Which lines hold the word "static"? Copy each of them from the material.

▶ _TASK MATERIAL_
· · · · ·

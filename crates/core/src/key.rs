//! Debounce keys, execution ids and the metadata record carried by invocations
//!
//! A debounce key groups invocations that should be coalesced. Keys are always
//! namespaced by task type (`"<taskType>:<derivedKey>"`) so two task types can
//! share one ticket store without colliding.

use crate::error::{Error, Result};
use serde::{Deserialize, Serialize};
use serde_json::Value;
use std::fmt;
use std::sync::Arc;

/// Separator between the task type and the derived key
pub const NAMESPACE_SEPARATOR: char = ':';

/// Separator used when joining argument values into a key
pub const ARG_JOIN_SEPARATOR: &str = ",";

/// Number of random bytes in a generated execution id
const EXECUTION_ID_BYTES: usize = 16;

/// Closure deriving a key from task arguments
pub type KeyDeriver = Arc<dyn Fn(&[Value]) -> Value + Send + Sync>;

/// How a producer derives the debounce key for a `schedule` call
#[derive(Clone)]
pub enum KeySpec {
    /// Use this string as the key
    Literal(String),
    /// Join the argument values at these positions with `,`
    ArgIndices(Vec<usize>),
    /// Compute the key from the arguments
    Derive(KeyDeriver),
}

impl KeySpec {
    /// Key from a literal string
    pub fn literal(key: impl Into<String>) -> Self {
        Self::Literal(key.into())
    }

    /// Key from the values of the given argument positions
    pub fn indices(indices: impl IntoIterator<Item = usize>) -> Self {
        Self::ArgIndices(indices.into_iter().collect())
    }

    /// Key computed by a closure; it must return a JSON string
    pub fn derive<F>(f: F) -> Self
    where
        F: Fn(&[Value]) -> Value + Send + Sync + 'static,
    {
        Self::Derive(Arc::new(f))
    }

    /// Resolve the un-namespaced key for the given arguments
    ///
    /// Numbers and booleans selected by index are rendered with their JSON text.
    /// Null, arrays and objects are rejected, as is an empty result.
    pub fn resolve(&self, args: &[Value]) -> Result<String> {
        let key = match self {
            KeySpec::Literal(key) => key.clone(),
            KeySpec::ArgIndices(indices) => {
                if indices.is_empty() {
                    return Err(Error::InvalidKey {
                        message: "no argument indices given".to_string(),
                    });
                }

                let mut parts = Vec::with_capacity(indices.len());
                for &idx in indices {
                    let value = args.get(idx).ok_or_else(|| Error::InvalidKey {
                        message: format!(
                            "argument index {} out of range ({} arguments)",
                            idx,
                            args.len()
                        ),
                    })?;
                    parts.push(scalar_to_key_part(value).ok_or_else(|| Error::KeyNotString {
                        found: format!("{} at argument {}", json_kind(value), idx),
                    })?);
                }
                parts.join(ARG_JOIN_SEPARATOR)
            }
            KeySpec::Derive(f) => match f(args) {
                Value::String(key) => key,
                other => {
                    return Err(Error::KeyNotString {
                        found: json_kind(&other).to_string(),
                    })
                }
            },
        };

        if key.is_empty() {
            return Err(Error::InvalidKey {
                message: "key is empty".to_string(),
            });
        }

        Ok(key)
    }
}

impl fmt::Debug for KeySpec {
    fn fmt(&self, f: &mut fmt::Formatter<'_>) -> fmt::Result {
        match self {
            KeySpec::Literal(key) => f.debug_tuple("Literal").field(key).finish(),
            KeySpec::ArgIndices(indices) => f.debug_tuple("ArgIndices").field(indices).finish(),
            KeySpec::Derive(_) => f.write_str("Derive(..)"),
        }
    }
}

fn scalar_to_key_part(value: &Value) -> Option<String> {
    match value {
        Value::String(s) => Some(s.clone()),
        Value::Number(n) => Some(n.to_string()),
        Value::Bool(b) => Some(b.to_string()),
        Value::Null | Value::Array(_) | Value::Object(_) => None,
    }
}

fn json_kind(value: &Value) -> &'static str {
    match value {
        Value::Null => "null",
        Value::Bool(_) => "boolean",
        Value::Number(_) => "number",
        Value::String(_) => "string",
        Value::Array(_) => "array",
        Value::Object(_) => "object",
    }
}

/// Check that a task type name can namespace keys
pub fn validate_task_type(name: &str) -> Result<()> {
    if name.is_empty() {
        return Err(Error::InvalidTaskType {
            name: name.to_string(),
            reason: "name is empty".to_string(),
        });
    }
    if name.contains(NAMESPACE_SEPARATOR) {
        return Err(Error::InvalidTaskType {
            name: name.to_string(),
            reason: format!("name must not contain '{}'", NAMESPACE_SEPARATOR),
        });
    }
    Ok(())
}

/// A namespaced debounce key (`"<taskType>:<derivedKey>"`)
#[derive(Debug, Clone, PartialEq, Eq, Hash, PartialOrd, Ord, Serialize, Deserialize)]
#[serde(transparent)]
pub struct DebounceKey(String);

impl DebounceKey {
    /// Namespace a derived key under a task type
    pub fn namespaced(task_type: &str, derived: &str) -> Result<Self> {
        validate_task_type(task_type)?;
        if derived.is_empty() {
            return Err(Error::InvalidKey {
                message: "key is empty".to_string(),
            });
        }
        Ok(Self(format!("{}{}{}", task_type, NAMESPACE_SEPARATOR, derived)))
    }

    /// Parse a key in `"<taskType>:<derivedKey>"` form
    pub fn parse(raw: &str) -> Result<Self> {
        match raw.split_once(NAMESPACE_SEPARATOR) {
            Some((task_type, derived)) => Self::namespaced(task_type, derived),
            None => Err(Error::InvalidKey {
                message: format!("{:?} has no task type prefix", raw),
            }),
        }
    }

    /// Task type prefix of this key
    pub fn task_type(&self) -> &str {
        self.0
            .split_once(NAMESPACE_SEPARATOR)
            .map(|(task_type, _)| task_type)
            .unwrap_or(&self.0)
    }

    /// Key without its task type prefix
    pub fn derived(&self) -> &str {
        self.0
            .split_once(NAMESPACE_SEPARATOR)
            .map(|(_, derived)| derived)
            .unwrap_or("")
    }

    pub fn as_str(&self) -> &str {
        &self.0
    }

    pub fn into_string(self) -> String {
        self.0
    }
}

impl fmt::Display for DebounceKey {
    fn fmt(&self, f: &mut fmt::Formatter<'_>) -> fmt::Result {
        f.write_str(&self.0)
    }
}

/// Identity of one scheduled execution; the ticket value in the store
#[derive(Debug, Clone, PartialEq, Eq, Hash, Serialize, Deserialize)]
#[serde(transparent)]
pub struct ExecutionId(String);

impl ExecutionId {
    /// Mint a fresh random id (128 bits, lowercase hex)
    pub fn generate() -> Self {
        let bytes: [u8; EXECUTION_ID_BYTES] = rand::random();
        Self(hex::encode(bytes))
    }

    pub fn as_str(&self) -> &str {
        &self.0
    }

    pub fn into_string(self) -> String {
        self.0
    }
}

impl From<String> for ExecutionId {
    fn from(id: String) -> Self {
        Self(id)
    }
}

impl From<&str> for ExecutionId {
    fn from(id: &str) -> Self {
        Self(id.to_string())
    }
}

impl fmt::Display for ExecutionId {
    fn fmt(&self, f: &mut fmt::Formatter<'_>) -> fmt::Result {
        f.write_str(&self.0)
    }
}

/// Trailing argument attached to every debounced invocation
///
/// Wire shape: `{"key": "<taskType>:<derivedKey>", "id": "<token>"}`.
#[derive(Debug, Clone, PartialEq, Eq, Serialize, Deserialize)]
pub struct DebounceMeta {
    pub key: String,
    pub id: String,
}

impl DebounceMeta {
    pub fn new(key: &DebounceKey, id: &ExecutionId) -> Self {
        Self {
            key: key.as_str().to_string(),
            id: id.as_str().to_string(),
        }
    }

    /// Encode as the JSON object appended to task arguments
    pub fn to_value(&self) -> Value {
        let mut record = serde_json::Map::with_capacity(2);
        record.insert("key".to_string(), Value::String(self.key.clone()));
        record.insert("id".to_string(), Value::String(self.id.clone()));
        Value::Object(record)
    }

    /// Decode a metadata record
    ///
    /// Only an object with exactly the string fields `key` and `id` qualifies;
    /// anything else is an ordinary task argument.
    pub fn from_value(value: &Value) -> Option<Self> {
        let record = value.as_object()?;
        if record.len() != 2 {
            return None;
        }
        let key = record.get("key")?.as_str()?;
        let id = record.get("id")?.as_str()?;
        Some(Self {
            key: key.to_string(),
            id: id.to_string(),
        })
    }

    /// Split trailing metadata off an argument list
    ///
    /// Returns the arguments unchanged and `None` when the last argument is not
    /// a metadata record.
    pub fn split_trailing(mut args: Vec<Value>) -> (Vec<Value>, Option<Self>) {
        match args.last().and_then(Self::from_value) {
            Some(meta) => {
                args.pop();
                (args, Some(meta))
            }
            None => (args, None),
        }
    }
}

· · · · ·

▶ _RESULT_
        F: Fn(&[Value]) -> Value + Send + Sync + 'static,
fn json_kind(value: &Value) -> &'static str {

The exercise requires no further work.